Exercise goal. What is expected is a word-for-word copy of all the entries.

The data.
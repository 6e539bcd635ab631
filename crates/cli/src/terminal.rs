//! Terminal renditions of the storefront UI surfaces.

#![allow(clippy::print_stdout)]

use std::cell::{Cell, RefCell};

use corner_shop_storefront::models::{Cart, OrderReceipt, Product};
use corner_shop_storefront::navigation::{Destination, Navigator};
use corner_shop_storefront::views::{CheckoutListing, CountBadge};

/// Cart-count indicator shown as a status line after a command.
#[derive(Default)]
pub struct StatusBadge {
    text: RefCell<String>,
    hidden: Cell<bool>,
    touched: Cell<bool>,
}

impl StatusBadge {
    /// Print the badge if the cart changed during this command and it is
    /// not hidden.
    pub fn print(&self) {
        if self.touched.get() && !self.hidden.get() {
            println!("[cart: {}]", self.text.borrow());
        } else if self.touched.get() {
            println!("[cart empty]");
        }
    }
}

impl CountBadge for StatusBadge {
    fn set_text(&self, value: &str) {
        value.clone_into(&mut self.text.borrow_mut());
        self.touched.set(true);
    }

    fn set_hidden(&self, hidden: bool) {
        self.hidden.set(hidden);
        self.touched.set(true);
    }
}

/// Checkout listing printed as a table.
pub struct CartTable;

impl CheckoutListing for CartTable {
    fn render(&self, cart: &Cart) {
        print_cart(cart);
    }
}

/// Prints where the shopper would have been sent.
pub struct TerminalNavigator;

impl Navigator for TerminalNavigator {
    fn navigate_to(&self, destination: Destination) {
        match destination {
            Destination::Login => {
                println!("You need to log in first: shop login --email <EMAIL> --password <PASSWORD>");
            }
            Destination::OrderConfirmation(id) => println!("Order confirmed: {id}"),
            other => tracing::debug!(destination = %other, "Navigation"),
        }
    }
}

/// Print a product listing.
pub fn print_products<'p>(products: impl IntoIterator<Item = &'p Product>) {
    for p in products {
        println!("{:>4}  {:>9}  {}  ({})", p.id, p.price.display(), p.title, p.category);
    }
}

/// Print the lines and total of a cart.
pub fn print_cart(cart: &Cart) {
    if cart.is_empty() {
        println!("Your cart is empty.");
        return;
    }
    println!("{:>4}  {:>4}  {:>9}  {:>10}  Title", "Id", "Qty", "Price", "Subtotal");
    for item in cart {
        println!(
            "{:>4}  {:>4}  {:>9}  {:>10}  {}",
            item.id,
            item.qty,
            item.price.display(),
            item.line_total().display(),
            item.title
        );
    }
    println!("Total: {} ({} items)", cart.total().display(), cart.count());
}

/// Print one past order.
pub fn print_receipt(receipt: &OrderReceipt) {
    println!(
        "{}  {}  {} items  total {}  ship to {}",
        receipt.id,
        receipt.placed_at.format("%Y-%m-%d %H:%M"),
        receipt.item_count,
        receipt.total.display(),
        receipt.shipping_address
    );
}

/// Print a plain line.
pub fn say(message: &str) {
    println!("{message}");
}
//! Cart commands.
//!
//! Quantity changes happen "on the checkout page", so the cart table is
//! mounted for them and redrawn by the cart store after the write.

use corner_shop_core::ProductId;
use corner_shop_storefront::error::{Result, add_breadcrumb};
use corner_shop_storefront::services::{AuthService, CartError, CartStore};
use corner_shop_storefront::views::ViewHub;

use super::Shop;
use crate::terminal::{CartTable, StatusBadge, print_cart, say};

pub fn show(shop: &Shop) {
    let auth = AuthService::new(&shop.store);
    let carts = CartStore::new(&shop.store, &auth, &());

    let cart = match carts.try_get_cart() {
        Ok(cart) => cart,
        Err(e @ CartError::MalformedStorage { .. }) => {
            tracing::warn!(error = %e, "Showing unreadable cart as empty");
            say("Your saved cart could not be read and will be replaced on the next change.");
            carts.get_cart()
        }
        Err(e) => {
            tracing::warn!(error = %e, "Unexpected cart error");
            carts.get_cart()
        }
    };
    say(&format!("Cart {}:", carts.namespace()));
    print_cart(&cart);
}

pub async fn add(shop: &Shop, id: ProductId) -> Result<()> {
    let auth = AuthService::new(&shop.store);
    let badge = StatusBadge::default();
    let views = ViewHub::new().with_badge(&badge);
    let carts = CartStore::new(&shop.store, &auth, &views);

    carts.ensure_can_add()?;
    let product = shop.catalog.find_product(id).await?;
    carts.add_to_cart(&product)?;
    let product_id = id.to_string();
    add_breadcrumb("cart", "Added product", Some(&[("product_id", product_id.as_str())]));
    say(&format!("Added {} to your cart.", product.title));
    badge.print();
    Ok(())
}

pub fn adjust(shop: &Shop, id: ProductId, delta: i64) {
    let auth = AuthService::new(&shop.store);
    let badge = StatusBadge::default();
    let views = ViewHub::new().with_badge(&badge);
    views.mount_checkout(&CartTable);
    let carts = CartStore::new(&shop.store, &auth, &views);

    if !carts.get_cart().contains(id) {
        say(&format!("Product {id} is not in your cart."));
    }
    carts.update_quantity(id, delta);
    let (product_id, delta) = (id.to_string(), delta.to_string());
    add_breadcrumb(
        "cart",
        "Changed quantity",
        Some(&[("product_id", product_id.as_str()), ("delta", delta.as_str())]),
    );
    badge.print();
}

pub fn remove(shop: &Shop, id: ProductId) {
    let auth = AuthService::new(&shop.store);
    let badge = StatusBadge::default();
    let views = ViewHub::new().with_badge(&badge);
    views.mount_checkout(&CartTable);
    let carts = CartStore::new(&shop.store, &auth, &views);

    carts.remove_item(id);
    let product_id = id.to_string();
    add_breadcrumb("cart", "Removed product", Some(&[("product_id", product_id.as_str())]));
    badge.print();
}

Answer to this task.
repository 6e539bcd635ab631
filename crates/cli/src/terminal.rs
//! Terminal renditions of the storefront UI surfaces.

#![allow(clippy::print_stdout)]

use std::cell::{Cell, RefCell};

use corner_shop_storefront::models::{Cart, OrderReceipt, Product};
use corner_shop_storefront::navigation::{Destination, Navigator};
use corner_shop_storefront::views::{CheckoutListing, CountBadge};

/// Cart-count indicator shown as a status line after a command.
#[derive(Default)]
pub struct StatusBadge {
    text: RefCell<String>,
    hidden: Cell<bool>,
    touched: Cell<bool>,
}

impl StatusBadge {
    /// Print the badge if the cart changed during this command and it is
    /// not hidden.
    pub fn print(&self) {
        if self.touched.get() && !self.hidden.get() {
            println!("[cart: {}]", self.text.borrow());
        } else if self.touched.get() {
            println!("[cart empty]");
        }
    }
}

impl CountBadge for StatusBadge {
    fn set_text(&self, value: &str) {
        value.clone_into(&mut self.text.borrow_mut());
        self.touched.set(true);
    }

    fn set_hidden(&self, hidden: bool) {
        self.hidden.set(hidden);
        self.touched.set(true);
    }
}

/// Checkout listing printed as a table.
pub struct CartTable;

impl CheckoutListing for CartTable {
    fn render(&self, cart: &Cart) {
        print_cart(cart);
    }
}

/// Prints where the shopper would have been sent.
pub struct TerminalNavigator;

impl Navigator for TerminalNavigator {
    fn navigate_to(&self, destination: Destination) {
        match destination {
            Destination::Login => {
                println!("You need to log in first: shop login --email <EMAIL> --password <PASSWORD>");
            }
            Destination::OrderConfirmation(id) => println!("Order confirmed: {id}"),
            other => tracing::debug!(destination = %other, "Navigation"),
        }
    }
}

/// Print a product listing.
pub fn print_products<'p>(products: impl IntoIterator<Item = &'p Product>) {
    for p in products {
        println!("{:>4}  {:>9}  {}  ({})", p.id, p.price.display(), p.title, p.category);
    }
}

/// Print the lines and total of a cart.
pub fn print_cart(cart: &Cart) {
    if cart.is_empty() {
        println!("Your cart is empty.");
        return;
    }
    println!("{:>4}  {:>4}  {:>9}  {:>10}  Title", "Id", "Qty", "Price", "Subtotal");
    for item in cart {
        println!(
            "{:>4}  {:>4}  {:>9}  {:>10}  {}",
            item.id,
            item.qty,
            item.price.display(),
            item.line_total().display(),
            item.title
        );
    }
    println!("Total: {} ({} items)", cart.total().display(), cart.count());
}

/// Print one past order.
pub fn print_receipt(receipt: &OrderReceipt) {
    println!(
        "{}  {}  {} items  total {}  ship to {}",
        receipt.id,
        receipt.placed_at.format("%Y-%m-%d %H:%M"),
        receipt.item_count,
        receipt.total.display(),
        receipt.shipping_address
    );
}

/// Print a plain line.
pub fn say(message: &str) {
    println!("{message}");
}
//! Cart commands.
//!
//! Quantity changes happen "on the checkout page", so the cart table is
//! mounted for them and redrawn by the cart store after the write.

use corner_shop_core::ProductId;
use corner_shop_storefront::error::{Result, add_breadcrumb};
use corner_shop_storefront::services::{AuthService, CartError, CartStore};
use corner_shop_storefront::views::ViewHub;

use super::Shop;
use crate::terminal::{CartTable, StatusBadge, print_cart, say};

pub fn show(shop: &Shop) {
    let auth = AuthService::new(&shop.store);
    let carts = CartStore::new(&shop.store, &auth, &());

    let cart = match carts.try_get_cart() {
        Ok(cart) => cart,
        Err(e @ CartError::MalformedStorage { .. }) => {
            tracing::warn!(error = %e, "Showing unreadable cart as empty");
            say("Your saved cart could not be read and will be replaced on the next change.");
            carts.get_cart()
        }
        Err(e) => {
            tracing::warn!(error = %e, "Unexpected cart error");
            carts.get_cart()
        }
    };
    say(&format!("Cart {}:", carts.namespace()));
    print_cart(&cart);
}

pub async fn add(shop: &Shop, id: ProductId) -> Result<()> {
    let auth = AuthService::new(&shop.store);
    let badge = StatusBadge::default();
    let views = ViewHub::new().with_badge(&badge);
    let carts = CartStore::new(&shop.store, &auth, &views);

    carts.ensure_can_add()?;
    let product = shop.catalog.find_product(id).await?;
    carts.add_to_cart(&product)?;
    let product_id = id.to_string();
    add_breadcrumb("cart", "Added product", Some(&[("product_id", product_id.as_str())]));
    say(&format!("Added {} to your cart.", product.title));
    badge.print();
    Ok(())
}

pub fn adjust(shop: &Shop, id: ProductId, delta: i64) {
    let auth = AuthService::new(&shop.store);
    let badge = StatusBadge::default();
    let views = ViewHub::new().with_badge(&badge);
    views.mount_checkout(&CartTable);
    let carts = CartStore::new(&shop.store, &auth, &views);

    if !carts.get_cart().contains(id) {
        say(&format!("Product {id} is not in your cart."));
    }
    carts.update_quantity(id, delta);
    let (product_id, delta) = (id.to_string(), delta.to_string());
    add_breadcrumb(
        "cart",
        "Changed quantity",
        Some(&[("product_id", product_id.as_str()), ("delta", delta.as_str())]),
    );
    badge.print();
}

pub fn remove(shop: &Shop, id: ProductId) {
    let auth = AuthService::new(&shop.store);
    let badge = StatusBadge::default();
    let views = ViewHub::new().with_badge(&badge);
    views.mount_checkout(&CartTable);
    let carts = CartStore::new(&shop.store, &auth, &views);

    carts.remove_item(id);
    let product_id = id.to_string();
    add_breadcrumb("cart", "Removed product", Some(&[("product_id", product_id.as_str())]));
    badge.print();
}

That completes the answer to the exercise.